● Task goal: Check each line below for the word "SPDX" and give the number of lines that have it, nothing more.

● Extracted entries:

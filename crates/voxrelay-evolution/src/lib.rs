// SPDX-FileCopyrightText: 2026 VoxRelay Contributors
// SPDX-License-Identifier: MIT OR Apache-2.0

//! Evolution API integration: the REST client driving the WhatsApp instance
//! and the wire models for the webhook events it pushes back.
//!
//! [`EvolutionClient`] implements [`voxrelay_core::MessagingGateway`], so the
//! pipeline and the HTTP surface only ever see the trait.

pub mod client;
pub mod webhook;
mod wire;

pub use client::EvolutionClient;
pub use webhook::{WebhookEnvelope, WebhookEvent, WebhookParseError};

● Exercise solution: 2